• _GOAL OF THE EXERCISE_
Take each line from the entries that holds "when" and copy it out.

Saved entries:
use std::time::Duration;

use async_trait::async_trait;
use serde::{Deserialize, Serialize};
use thiserror::Error;
use tonic::{Request, Status};
use uuid::Uuid;

use crate::event_store::client::{gossip as wire, shared};
use crate::request::build_request_metadata;
use crate::types::Endpoint;
use crate::ClientSettings;

/// Queries a single node for its view of the cluster.
///
/// Implementations must give up after `timeout`, return the whole member list at once and skip
/// members they can't decode instead of failing the entire response.
#[async_trait]
pub trait GossipClient: Send + Sync + 'static {
    async fn read(
        &self,
        endpoint: &Endpoint,
        timeout: Duration,
    ) -> Result<Vec<MemberInfo>, GossipError>;
}

#[derive(Error, Debug)]
pub enum GossipError {
    #[error("Gossip request timed out")]
    Timeout,
    #[error("Gossip gRPC error: {0}")]
    Grpc(Status),
    #[error("Gossip transport error: {0}")]
    Transport(String),
    #[error("Malformed gossip response: {0}")]
    Decode(String),
}

impl From<GossipError> for crate::Error {
    fn from(e: GossipError) -> Self {
        match e {
            GossipError::Decode(msg) => crate::Error::GossipDecode(msg),
            GossipError::Grpc(status) => crate::Error::from_grpc(status),
            GossipError::Timeout => crate::Error::ServerError("gossip request timed out".into()),
            GossipError::Transport(msg) => crate::Error::ServerError(msg),
        }
    }
}

/// Reads gossip through the `event_store.client.gossip.Gossip/Read` RPC.
#[derive(Clone)]
pub struct GrpcGossipClient {
    settings: ClientSettings,
}

impl GrpcGossipClient {
    pub fn new(settings: ClientSettings) -> Self {
        Self { settings }
    }
}

#[async_trait]
impl GossipClient for GrpcGossipClient {
    async fn read(
        &self,
        endpoint: &Endpoint,
        timeout: Duration,
    ) -> Result<Vec<MemberInfo>, GossipError> {
        let channel = tonic::transport::Endpoint::from_shared(endpoint.url())
            .map_err(|e| GossipError::Transport(e.to_string()))?
            .connect_timeout(timeout)
            .timeout(timeout)
            .connect()
            .await
            .map_err(|e| GossipError::Transport(e.to_string()))?;

        let mut inner = wire::gossip_client::GossipClient::new(channel);
        let mut req = Request::new(());

        *req.metadata_mut() = build_request_metadata(&self.settings);

        debug!("Before reading gossip from {}", endpoint);
        let info = inner.read(req).await.map_err(GossipError::Grpc)?.into_inner();
        debug!("After receiving gossip from {}", endpoint);

        decode_cluster_info(info)
    }
}

/// Decodes a gossip response. Undecodable members are skipped; the response only fails when
/// none of its members could be decoded.
pub(crate) fn decode_cluster_info(info: wire::ClusterInfo) -> Result<Vec<MemberInfo>, GossipError> {
    let total = info.members.len();
    let mut members = Vec::with_capacity(total);
    let mut last_error = None;

    for wire_member in info.members {
        match MemberInfo::try_from(wire_member) {
            Ok(member) => members.push(member),
            Err(e) => {
                warn!("Skipping gossip member: {}", e);
                last_error = Some(e);
            }
        }
    }

    match last_error {
        Some(e) if members.is_empty() => Err(e),
        _ => Ok(members),
    }
}

fn uuid_from_structured(most: u64, least: u64) -> Uuid {
    let repr = (most as u128) << 64 | least as u128;

    Uuid::from_u128(repr)
}

impl TryFrom<shared::Uuid> for Uuid {
    type Error = GossipError;

    fn try_from(value: shared::Uuid) -> Result<Self, Self::Error> {
        match value.value {
            Some(shared::uuid::Value::Structured(repr)) => Ok(uuid_from_structured(
                repr.most_significant_bits as u64,
                repr.least_significant_bits as u64,
            )),

            Some(shared::uuid::Value::String(str)) => Uuid::parse_str(str.as_str())
                .map_err(|e| GossipError::Decode(format!("invalid instance id '{}': {}", str, e))),

            None => Ok(Uuid::nil()),
        }
    }
}

impl TryFrom<wire::MemberInfo> for MemberInfo {
    type Error = GossipError;

    fn try_from(wire_member: wire::MemberInfo) -> Result<Self, Self::Error> {
        let instance_id = match wire_member.instance_id {
            Some(wire_uuid) => wire_uuid.try_into()?,
            None => Uuid::nil(),
        };

        let http_end_point = if let Some(endpoint) = wire_member.http_end_point {
            let port = u16::try_from(endpoint.port).map_err(|_| {
                GossipError::Decode(format!(
                    "member {} reported an invalid port {}",
                    instance_id, endpoint.port
                ))
            })?;

            Endpoint::new(endpoint.address, port)
        } else {
            return Err(GossipError::Decode(format!(
                "member {} has no HTTP endpoint",
                instance_id
            )));
        };

        Ok(MemberInfo {
            instance_id,
            time_stamp: wire_member.time_stamp,
            state: VNodeState::from_i32(wire_member.state),
            is_alive: wire_member.is_alive,
            http_end_point,
        })
    }
}

/// A cluster member as reported by gossip.
#[derive(Debug, Clone, PartialEq, Eq)]
pub struct MemberInfo {
    pub instance_id: Uuid,
    pub time_stamp: i64,
    pub state: VNodeState,
    pub is_alive: bool,
    pub http_end_point: Endpoint,
}

#[derive(Copy, Clone, Debug, Eq, PartialEq, Hash, Serialize, Deserialize)]
#[serde(rename_all = "PascalCase")]
pub enum VNodeState {
    Initializing,
    DiscoverLeader,
    Unknown,
    PreReplica,
    CatchingUp,
    Clone,
    Follower,
    PreLeader,
    Leader,
    Manager,
    ShuttingDown,
    Shutdown,
    ReadOnlyLeaderless,
    PreReadOnlyReplica,
    ReadOnlyReplica,
    ResigningLeader,
    /// A state this client doesn't know about, as sent by the server.
    Unrecognized(i32),
}

impl VNodeState {
    pub fn from_i32(value: i32) -> Self {
        match value {
            0 => VNodeState::Initializing,
            1 => VNodeState::DiscoverLeader,
            2 => VNodeState::Unknown,
            3 => VNodeState::PreReplica,
            4 => VNodeState::CatchingUp,
            5 => VNodeState::Clone,
            6 => VNodeState::Follower,
            7 => VNodeState::PreLeader,
            8 => VNodeState::Leader,
            9 => VNodeState::Manager,
            10 => VNodeState::ShuttingDown,
            11 => VNodeState::Shutdown,
            12 => VNodeState::ReadOnlyLeaderless,
            13 => VNodeState::PreReadOnlyReplica,
            14 => VNodeState::ReadOnlyReplica,
            15 => VNodeState::ResigningLeader,
            unknown => VNodeState::Unrecognized(unknown),
        }
    }
}
//! Cluster topology resolution and node selection for EventStoreDB/KurrentDB gRPC clients.
//!
//! A [`NodeSelector`] decides which node the next call goes to. In standalone mode that's always
//! the configured node. In cluster mode (DNS discovery or gossip seeds) the selector reads
//! gossip from the seeds, ranks the members with the configured [`NodePreference`] and keeps its
//! choice for the discovery interval. [`Client`] wraps the selector and replays calls once when
//! the selected node goes away.
#[macro_use]
extern crate log;

mod client;
mod event_store;
mod grpc;
mod operations;
pub mod options;
mod request;
mod selector;
mod settings;
mod types;

pub use client::Client;
pub use operations::{GossipClient, GossipError, GrpcGossipClient, MemberInfo, VNodeState};
pub use options::retry::RetryOptions;
pub use selector::{Handle, NodeSelector};
pub use settings::{ClientSettings, TopologyClusterMode};
pub use types::*;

• _EXERCISE SOLUTION_
/// Decodes a gossip response. Undecodable members are skipped; the response only fails when
//! choice for the discovery interval. [`Client`] wraps the selector and replays calls once when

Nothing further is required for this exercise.